In article <uiqqags1p.fsf@gnu.org>, Eli Zaretskii <eliz@gnu.org> writes:

> > For instance, to get a glyph-code of X font, we decode a
> > character by a charset with that the font encodes glyph
> > codes.

> But that's not really "decoding", is it?  By "decoding" we usually
> mean conversion _to_ the Emacs internal representation, whereas in
> your example, we convert _from_ the internal representation to some
> other.

Oops, sorry, I myself confused decoding and encoding.  Yes
the above is encoding.  And I did the same mistake in my
followup mail.

> To avoid confusion, I suggest to talk about "conversion" of Emacs
> characters to code points of a charset.  Do you agree?

As we have functions encode-char and decode-char, I think it
is better to keep using the words "encoding" and "decoding"
for both kind of conversions; i.e. character <->
(charset . code-point), and string/buffer <-> byte-sequence.

> > From: Kenichi Handa <handa@m17n.org>
[...]
> > I'll explain it a little bit more.  To decode a character
> > sequence to a byte sequence, Emacs actually does two kinds
> > of decoding as below:

As I wrote above, I made a mistake here.  So, I'll
paraphrase it as below.

To convert between a character sequence and a byte sequence,
Emacs actually does two steps of conversions as below.


characters --(1)-> (charset code-point) pairs --(3)-> bytes
           <-(2)--                            <-(4)--     

For the encoding of (1), Emacs uses infomaiton of coding
system to decide which charset to use, and then uses
informaiton of the selected charset to get a code point.
For the decoding of (2), Emacs uses informaiton of charset
to get character codes. 

For the encoding of (3) and the decoding of (4), Emacs uses
only information of coding system.

> Can you give a couple of examples, for some popular charsets, and how
> we decode bytes into characters thru these pairs of charsets and code
> points?

Ok.

Ex.1  utf-8

(1) and (2) are straight forward because charset is
`unicode' and Emacs character code and the code-point in
`unicode' are the same.  (3) decodes each (unicode
CODE-POINT) to utf-8 byte sequence, (4) does the reverse
conversion.

 "a\x3042x" -(1)-> (unicode #x61) (unicode #x3042) (unicode #x78)
            -(3)-> "#x61 #xE3 #x81 #x82 #x78"

Ex.2 iso-8859-2

(1) encodes each charater to code points of the charset
iso-8859-2 by the information of that charset, and (2) does
the reverse conversion.  (3) and (4) are straight forward
because the code-point sequence and the byte sequence are
the same.

Ex.3 iso-2022-jp (japanese)

(1) at first decides which charset (among what supported by
iso-2022-jp) to use for each character, and then encode the
charater to the correspoding (charset code-point) pair.  (2)
does the decoding using information of charset only.  (3)
generates a byte sequence from each code-point (one byte for
a charset of dimension 1, two bytes for a charset of
dimension 2), and also inserts a proper designation byte
sequence at charset boundary.
 "a\x3042x" -(1)-> (ascii #x61) (japanese-jisx0208 #x2422) (aciii #x78)
            -(3)-> "#x61 ESC $ B #x24 #x22 ESC ( B #x78"

Ex.4 gb2312 (chinese)

 "a\x3042x" -(1)-> (ascii #x61) (chinese-gb2312 #x2422) (aciii #x78)
            -(3)-> "#x61 #xA4 #xA2 #x78"

> Thanks.  What confuses me is that, roughly, there's a charset in Emacs
> 23 for every coding-system, and they both have almost identical names.
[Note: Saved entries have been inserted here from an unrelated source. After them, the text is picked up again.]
//! The rollback engine.
//!
//! A rollback operationally reverses a punishment: it appends a `MANUAL_PARDON` modification
//! with `effectiveDuration = 0` and stamps `data.rolledBack`. The stamp doubles as the
//! idempotence guard; rolling the same punishment back twice mutates the store once.
//!
//! Bulk rollbacks are sequences of these idempotent per-punishment operations. They are *not*
//! transactional: a cancelled bulk leaves a prefix applied, and per-player save failures are
//! logged and skipped without aborting the batch.

use chrono::{DateTime, Duration, TimeZone, Utc};
use serde_json::json;
use uuid::Uuid;

use crate::audit::{self, LogLevel};
use crate::database::Datastore;
use crate::players::{Note, Player};
use crate::punishments::{Modification, ModificationType, Punishment, PunishmentId};
use crate::time::Millis;
use crate::{Error, Result};

/// The result of a bulk rollback.
#[derive(Debug, Default)]
pub struct RollbackSummary {
	/// The punishments that were actually rolled back.
	pub punishment_ids: Vec<PunishmentId>,

	/// How many players could not be saved. Their punishments are untouched.
	pub failed_players: u64,
}

/// Rolls back a single punishment.
#[tracing::instrument(skip(db))]
pub async fn rollback_single(
	db: &Datastore,
	punishment_id: &PunishmentId,
	performed_by: &str,
	reason: Option<String>,
	now: DateTime<Utc>,
) -> Result<(Uuid, Punishment)> {
	let player = db
		.find_player_by_punishment_id(punishment_id)
		.await?
		.ok_or_else(|| Error::not_found("punishment"))?;

	let target = player.minecraft_uuid;
	let punishment_id = punishment_id.clone();
	let performed_by_owned = performed_by.to_owned();

	let punishment = db
		.update_player(target, move |player| {
			let punishment = player
				.punishment_mut(&punishment_id)
				.ok_or_else(|| Error::not_found("punishment"))?;

			apply_rollback(punishment, &performed_by_owned, reason.clone(), now)?;

			Ok(punishment.clone())
		})
		.await?;

	audit::record(
		db,
		LogLevel::Moderation,
		performed_by.to_owned(),
		format!("rolled back punishment {id} of {target}", id = punishment.id),
		Some(json!({
			"punishmentId": punishment.id,
			"playerUuid": target,
		})),
		now,
	)
	.await;

	Ok((target, punishment))
}

/// Rolls back every punishment issued inside `[start, end]`, optionally restricted to one
/// issuer.
///
/// Individual players that fail to save are skipped; the summary records how many.
#[tracing::instrument(skip(db))]
pub async fn rollback_window(
	db: &Datastore,
	start: DateTime<Utc>,
	end: DateTime<Utc>,
	issuer_filter: Option<&str>,
	performed_by: &str,
	now: DateTime<Utc>,
) -> Result<RollbackSummary> {
	let players = db.all_players().await?;
	let mut summary = RollbackSummary::default();

	for player in players {
		let targets = eligible_punishments(&player, start, end, issuer_filter);

		if targets.is_empty() {
			continue;
		}

		let performed_by_owned = performed_by.to_owned();
		let targets_for_update = targets.clone();

		let result = db
			.update_player(player.minecraft_uuid, move |player| {
				let mut rolled_back = Vec::new();

				for punishment_id in &targets_for_update {
					let Some(punishment) = player.punishment_mut(punishment_id) else {
						continue;
					};

					// The guard re-runs inside the compare-and-swap cycle; a
					// concurrent rollback of the same punishment is a no-op here.
					if apply_rollback(punishment, &performed_by_owned, None, now).is_ok() {
						rolled_back.push(punishment.id.clone());
					}
				}

				Ok(rolled_back)
			})
			.await;

		match result {
			Ok(rolled_back) => summary.punishment_ids.extend(rolled_back),
			Err(error) => {
				summary.failed_players += 1;

				tracing::error! {
					player = %player.minecraft_uuid,
					%error,
					"failed to save player during bulk rollback, skipping",
				};
			}
		}
	}

	audit::record(
		db,
		LogLevel::Moderation,
		performed_by.to_owned(),
		format!(
			"bulk rollback reversed {count} punishment(s)",
			count = summary.punishment_ids.len(),
		),
		Some(json!({
			"start": start.timestamp_millis(),
			"end": end.timestamp_millis(),
			"issuer": issuer_filter,
			"count": summary.punishment_ids.len(),
			"punishmentIds": summary.punishment_ids,
			"failedPlayers": summary.failed_players,
		})),
		now,
	)
	.await;

	Ok(summary)
}

/// Maps a legacy `timeRange` token onto an explicit window ending at `now`.
pub fn window_from_token(token: &str, now: DateTime<Utc>) -> Option<(DateTime<Utc>, DateTime<Utc>)> {
	let start = match token {
		"1h" => now - Duration::hours(1),
		"6h" => now - Duration::hours(6),
		"24h" => now - Duration::hours(24),
		"7d" => now - Duration::days(7),
		"30d" => now - Duration::days(30),
		"all" => Utc.timestamp_millis_opt(0).single()?,
		_ => return None,
	};

	Some((start, now))
}

/// The punishments of `player` eligible for a windowed rollback.
fn eligible_punishments(
	player: &Player,
	start: DateTime<Utc>,
	end: DateTime<Utc>,
	issuer_filter: Option<&str>,
) -> Vec<PunishmentId> {
	player
		.punishments
		.iter()
		.filter(|punishment| punishment.data.rolled_back != Some(true))
		.filter(|punishment| punishment.issued >= start && punishment.issued <= end)
		.filter(|punishment| {
			issuer_filter.map_or(true, |issuer| punishment.issuer_name == issuer)
		})
		.map(|punishment| punishment.id.clone())
		.collect()
}

/// Stamps a punishment rolled-back and appends the reversing modification.
fn apply_rollback(
	punishment: &mut Punishment,
	performed_by: &str,
	reason: Option<String>,
	now: DateTime<Utc>,
) -> Result<()> {
	if punishment.data.rolled_back == Some(true) {
		return Err(Error::already_rolled_back(punishment.id.clone()));
	}

	punishment.data.rolled_back = Some(true);
	punishment.data.rollback_date = Some(now);
	punishment.data.rollback_by = Some(performed_by.to_owned());
	punishment.data.rollback_reason = reason.clone();

	punishment.add_modification(Modification {
		kind: ModificationType::ManualPardon,
		issuer_name: performed_by.to_owned(),
		issued: now,
		effective_duration: Some(Millis(0)),
		reason: reason.clone(),
	});

	punishment.notes.push(Note {
		text: reason.unwrap_or_else(|| format!("Rolled back by {performed_by}")),
		issuer_name: performed_by.to_owned(),
		date: now,
	});

	Ok(())
}

#[cfg(test)]
mod tests {
	use chrono::{Duration, TimeZone, Utc};

	use super::window_from_token;

	#[test]
	fn tokens_map_to_windows() {
		let now = Utc.timestamp_millis_opt(1_700_000_000_000).unwrap();

		assert_eq!(
			window_from_token("1h", now),
			Some((now - Duration::hours(1), now))
		);
		assert_eq!(
			window_from_token("30d", now),
			Some((now - Duration::days(30), now))
		);
		assert_eq!(
			window_from_token("all", now).map(|(start, _)| start.timestamp_millis()),
			Some(0)
		);
		assert_eq!(window_from_token("2w", now), None);
	}
}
But there are coding-systems that have multiple charsets.
For instance, big5 coding-system support both ASCII and BIG5
charsets, iso-2022-7bit supports many many charsets.

> For example, the code point of a-umlaut in the iso-8859-1 charset is
> exactly identical to the byte value produced by encoding that
> character with iso-8859-1 coding-system.  So I wonder why we need
> both in Emacs.  Why can't we, for example, decode bytes directly into
> Emacs characters?

Getting a code point from byte sequence and getting a
character code from a code point are different generally
(the above example of iso-8859-1 is rather rare example).  I
hope you understand why by seeing the above examples.

---
Kenichi Handa
handa@ni.aist.go.jp